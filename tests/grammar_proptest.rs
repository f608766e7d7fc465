//! Property-based tests validating the parser against the identifier grammar.
//!
//! These tests generate random valid inputs according to grammar constraints
//! and verify the parser accepts them, plus round-trip and determinism
//! properties over whole fragments.

use proptest::prelude::*;

use matrix_link::{
    EventId, GroupId, IdentifierKind, Link, LinkKind, MatrixId, RoomAlias, RoomId, RoomTarget,
    ServerName, UserId,
};

/// Strategies for generating valid grammar-conformant inputs.
mod strategies {
    use super::*;

    /// Valid alphanumeric characters for DNS labels
    const ALPHANUMERIC: &[u8] = b"abcdefghijklmnopqrstuvwxyz0123456789";

    /// Valid characters for DNS labels (alphanumeric + hyphen)
    const DNS_LABEL_CHARS: &[u8] = b"abcdefghijklmnopqrstuvwxyz0123456789-";

    /// Conservative localpart alphabet shared by all identifier kinds
    const LOCALPART_CHARS: &[u8] = b"abcdefghijklmnopqrstuvwxyz0123456789._=-";

    /// Generate a valid DNS label (1-20 chars, alphanumeric + inner hyphens)
    pub fn dns_label() -> impl Strategy<Value = String> {
        (1..=20usize).prop_flat_map(|len| {
            if len == 1 {
                prop::sample::select(ALPHANUMERIC.to_vec())
                    .prop_map(|c| (c as char).to_string())
                    .boxed()
            } else {
                let first = prop::sample::select(ALPHANUMERIC.to_vec());
                let middle_len = len.saturating_sub(2);
                let middle = prop::collection::vec(
                    prop::sample::select(DNS_LABEL_CHARS.to_vec()),
                    middle_len..=middle_len,
                );
                let last = prop::sample::select(ALPHANUMERIC.to_vec());

                (first, middle, last)
                    .prop_map(|(f, m, l)| {
                        let mut s = String::with_capacity(2 + m.len());
                        s.push(f as char);
                        for c in m {
                            s.push(c as char);
                        }
                        s.push(l as char);
                        s
                    })
                    .boxed()
            }
        })
    }

    /// Generate a valid domain name (1-4 labels joined by dots)
    pub fn domain() -> impl Strategy<Value = String> {
        prop::collection::vec(dns_label(), 1..=4).prop_filter_map(
            "domain too long",
            |labels| {
                let domain = labels.join(".");
                (domain.len() <= 253).then_some(domain)
            },
        )
    }

    /// Generate a valid server name (domain with optional port)
    pub fn server_name() -> impl Strategy<Value = String> {
        domain().prop_flat_map(|d| {
            prop::option::of(1u16..=65535).prop_map(move |port| match port {
                Some(p) => format!("{d}:{p}"),
                None => d.clone(),
            })
        })
    }

    /// Generate a localpart (1-32 chars from the conservative alphabet)
    pub fn localpart() -> impl Strategy<Value = String> {
        (1..=32usize).prop_flat_map(|len| {
            prop::collection::vec(prop::sample::select(LOCALPART_CHARS.to_vec()), len..=len)
                .prop_map(|chars| chars.into_iter().map(|c| c as char).collect())
        })
    }

    /// Generate a valid user ID
    pub fn user_id() -> impl Strategy<Value = String> {
        (localpart(), server_name()).prop_map(|(l, s)| format!("@{l}:{s}"))
    }

    /// Generate a valid room alias
    pub fn room_alias() -> impl Strategy<Value = String> {
        (localpart(), server_name()).prop_map(|(l, s)| format!("#{l}:{s}"))
    }

    /// Generate a valid room ID
    pub fn room_id() -> impl Strategy<Value = String> {
        (localpart(), server_name()).prop_map(|(l, s)| format!("!{l}:{s}"))
    }

    /// Generate a valid group ID
    pub fn group_id() -> impl Strategy<Value = String> {
        (localpart(), server_name()).prop_map(|(l, s)| format!("+{l}:{s}"))
    }

    /// Generate a valid event ID (domain-qualified or opaque)
    pub fn event_id() -> impl Strategy<Value = String> {
        (localpart(), prop::option::of(server_name())).prop_map(|(l, s)| match s {
            Some(s) => format!("${l}:{s}"),
            None => format!("${l}"),
        })
    }

    /// Generate a valid room target (alias or ID)
    pub fn room_target() -> impl Strategy<Value = String> {
        prop_oneof![room_alias(), room_id()]
    }

    /// Generate a valid permalink identifier
    pub fn permalink() -> impl Strategy<Value = String> {
        (room_target(), event_id()).prop_map(|(r, e)| format!("{r}/{e}"))
    }

    /// Generate a query string of 0-3 via arguments
    pub fn via_query() -> impl Strategy<Value = String> {
        prop::collection::vec(domain(), 0..=3).prop_map(|vias| {
            vias.iter()
                .map(|v| format!("via={v}"))
                .collect::<Vec<_>>()
                .join("&")
        })
    }

    /// Generate a complete parseable fragment
    pub fn fragment() -> impl Strategy<Value = String> {
        let identifier = prop_oneof![
            user_id(),
            room_alias(),
            room_id(),
            group_id(),
            permalink(),
        ];
        (identifier, via_query()).prop_map(|(id, query)| {
            if query.is_empty() {
                format!("#/{id}")
            } else {
                format!("#/{id}?{query}")
            }
        })
    }
}

mod server_name_tests {
    use super::strategies::*;
    use super::*;

    proptest! {
        #![proptest_config(ProptestConfig::with_cases(1000))]

        #[test]
        fn valid_domains_parse(d in domain()) {
            prop_assert!(ServerName::parse(&d).is_ok(), "Failed to parse domain: {}", d);
        }

        #[test]
        fn valid_server_names_parse(s in server_name()) {
            prop_assert!(ServerName::parse(&s).is_ok(), "Failed to parse server name: {}", s);
        }

        #[test]
        fn server_name_display_roundtrip(s in server_name()) {
            let parsed = ServerName::parse(&s).unwrap();
            prop_assert_eq!(parsed.to_string(), s);
        }
    }
}

mod identifier_tests {
    use super::strategies::*;
    use super::*;

    proptest! {
        #![proptest_config(ProptestConfig::with_cases(1000))]

        #[test]
        fn valid_user_ids_parse(id in user_id()) {
            prop_assert!(UserId::parse(&id).is_ok(), "Failed to parse user ID: {}", id);
        }

        #[test]
        fn valid_room_aliases_parse(id in room_alias()) {
            prop_assert!(RoomAlias::parse(&id).is_ok(), "Failed to parse alias: {}", id);
        }

        #[test]
        fn valid_room_ids_parse(id in room_id()) {
            prop_assert!(RoomId::parse(&id).is_ok(), "Failed to parse room ID: {}", id);
        }

        #[test]
        fn valid_group_ids_parse(id in group_id()) {
            prop_assert!(GroupId::parse(&id).is_ok(), "Failed to parse group ID: {}", id);
        }

        #[test]
        fn valid_event_ids_parse(id in event_id()) {
            prop_assert!(EventId::parse(&id).is_ok(), "Failed to parse event ID: {}", id);
        }

        #[test]
        fn valid_room_targets_parse(id in room_target()) {
            prop_assert!(RoomTarget::parse(&id).is_ok(), "Failed to parse room target: {}", id);
        }

        #[test]
        fn identifier_with_space_fails(id in user_id(), pos in 1usize..8) {
            let mut broken = id.clone();
            let pos = pos.min(broken.len());
            broken.insert(pos, ' ');
            prop_assert!(MatrixId::parse(&broken).is_err());
        }

        #[test]
        fn identifier_with_percent_fails(id in user_id()) {
            let broken = format!("{id}%20");
            prop_assert!(MatrixId::parse(&broken).is_err());
        }
    }
}

mod classify_tests {
    use super::strategies::*;
    use super::*;

    proptest! {
        #![proptest_config(ProptestConfig::with_cases(1000))]

        #[test]
        fn classify_matches_generated_kind(
            alias in room_alias(),
            room in room_id(),
            user in user_id(),
            group in group_id(),
            link in permalink(),
        ) {
            prop_assert_eq!(IdentifierKind::classify(&alias).unwrap(), IdentifierKind::RoomAlias);
            prop_assert_eq!(IdentifierKind::classify(&room).unwrap(), IdentifierKind::RoomId);
            prop_assert_eq!(IdentifierKind::classify(&user).unwrap(), IdentifierKind::UserId);
            prop_assert_eq!(IdentifierKind::classify(&group).unwrap(), IdentifierKind::GroupId);
            prop_assert_eq!(IdentifierKind::classify(&link).unwrap(), IdentifierKind::Permalink);
        }
    }
}

mod fragment_tests {
    use super::strategies::*;
    use super::*;

    proptest! {
        #![proptest_config(ProptestConfig::with_cases(500))]

        #[test]
        fn valid_fragments_parse(f in fragment()) {
            prop_assert!(Link::parse_fragment(&f).is_ok(), "Failed to parse fragment: {}", f);
        }

        #[test]
        fn roundtrip_parse_serialize(f in fragment()) {
            let parsed = Link::parse_fragment(&f).unwrap();
            let serialized = parsed.to_string();
            let reparsed = Link::parse_fragment(&serialized).unwrap();
            prop_assert_eq!(parsed, reparsed, "round-trip failed for {}", f);
        }

        #[test]
        fn parsing_is_deterministic(f in fragment()) {
            let first = Link::parse_fragment(&f).unwrap();
            let second = Link::parse_fragment(&f).unwrap();
            prop_assert_eq!(first, second);
        }

        #[test]
        fn servers_start_with_own_domain(f in fragment()) {
            let parsed = Link::parse_fragment(&f).unwrap();
            let own = parsed.target().server().as_str();
            prop_assert_eq!(parsed.servers()[0].as_str(), own);
        }

        #[test]
        fn servers_are_unique(f in fragment()) {
            let parsed = Link::parse_fragment(&f).unwrap();
            let servers: Vec<_> = parsed.servers().iter().map(|s| s.as_str()).collect();
            let mut sorted = servers.clone();
            sorted.sort_unstable();
            sorted.dedup();
            prop_assert_eq!(sorted.len(), servers.len(), "duplicate server in {:?}", servers);
        }

        #[test]
        fn permalinks_expose_event_ids(r in room_target(), e in event_id()) {
            let parsed = Link::parse_fragment(&format!("#/{r}/{e}")).unwrap();
            prop_assert_eq!(parsed.kind(), LinkKind::Permalink);
            prop_assert!(parsed.event_id().is_some());
        }

        #[test]
        fn non_permalinks_have_no_event_id(u in user_id()) {
            let parsed = Link::parse_fragment(&format!("#/{u}")).unwrap();
            prop_assert!(parsed.event_id().is_none());
        }
    }
}
//! NeoChat, the KDE Matrix client.

use matrix_link::{Link, LinkKind};

use crate::client::Client;
use crate::install::InstallLink;
use crate::maturity::Maturity;
use crate::platform::Platform;

/// NeoChat descriptor.
pub struct NeoChat;

impl Client for NeoChat {
    fn id(&self) -> &'static str {
        "org.kde.neochat"
    }

    fn name(&self) -> &'static str {
        "NeoChat"
    }

    fn description(&self) -> &'static str {
        "A convergent Matrix client for desktop and mobile from KDE"
    }

    fn homepage(&self) -> Option<&'static str> {
        Some("https://apps.kde.org/neochat/")
    }

    fn author(&self) -> Option<&'static str> {
        Some("KDE")
    }

    fn maturity(&self) -> Maturity {
        Maturity::Beta
    }

    fn platforms(&self) -> &'static [Platform] {
        &[Platform::Linux, Platform::Windows, Platform::Android]
    }

    fn supports(&self, link: &Link) -> bool {
        matches!(
            link.kind(),
            LinkKind::RoomAlias | LinkKind::RoomId | LinkKind::UserId
        )
    }

    fn deep_link(&self, _platform: Platform, _link: &Link) -> Option<String> {
        None
    }

    fn install_links(&self, platform: Platform) -> Vec<InstallLink> {
        match platform {
            Platform::Linux => vec![
                InstallLink::flathub("org.kde.neochat"),
                InstallLink::website("https://apps.kde.org/neochat/"),
            ],
            _ => vec![InstallLink::website("https://apps.kde.org/neochat/")],
        }
    }

    fn link_instructions(&self, _platform: Platform, _link: &Link) -> Option<String> {
        Some("Open NeoChat, choose Explore Rooms, and paste the identifier.".to_string())
    }

    fn copy_string(&self, _platform: Platform, link: &Link) -> Option<String> {
        Some(link.identifier().to_string())
    }
}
- - - - -
### PROBLEM REQUIREMENTS
Using the listing, copy every line where the word "sorted" shows up.

### EXERCISE RESPONSE
            let mut sorted = servers.clone();
            sorted.sort_unstable();
            sorted.dedup();
            prop_assert_eq!(sorted.len(), servers.len(), "duplicate server in {:?}", servers);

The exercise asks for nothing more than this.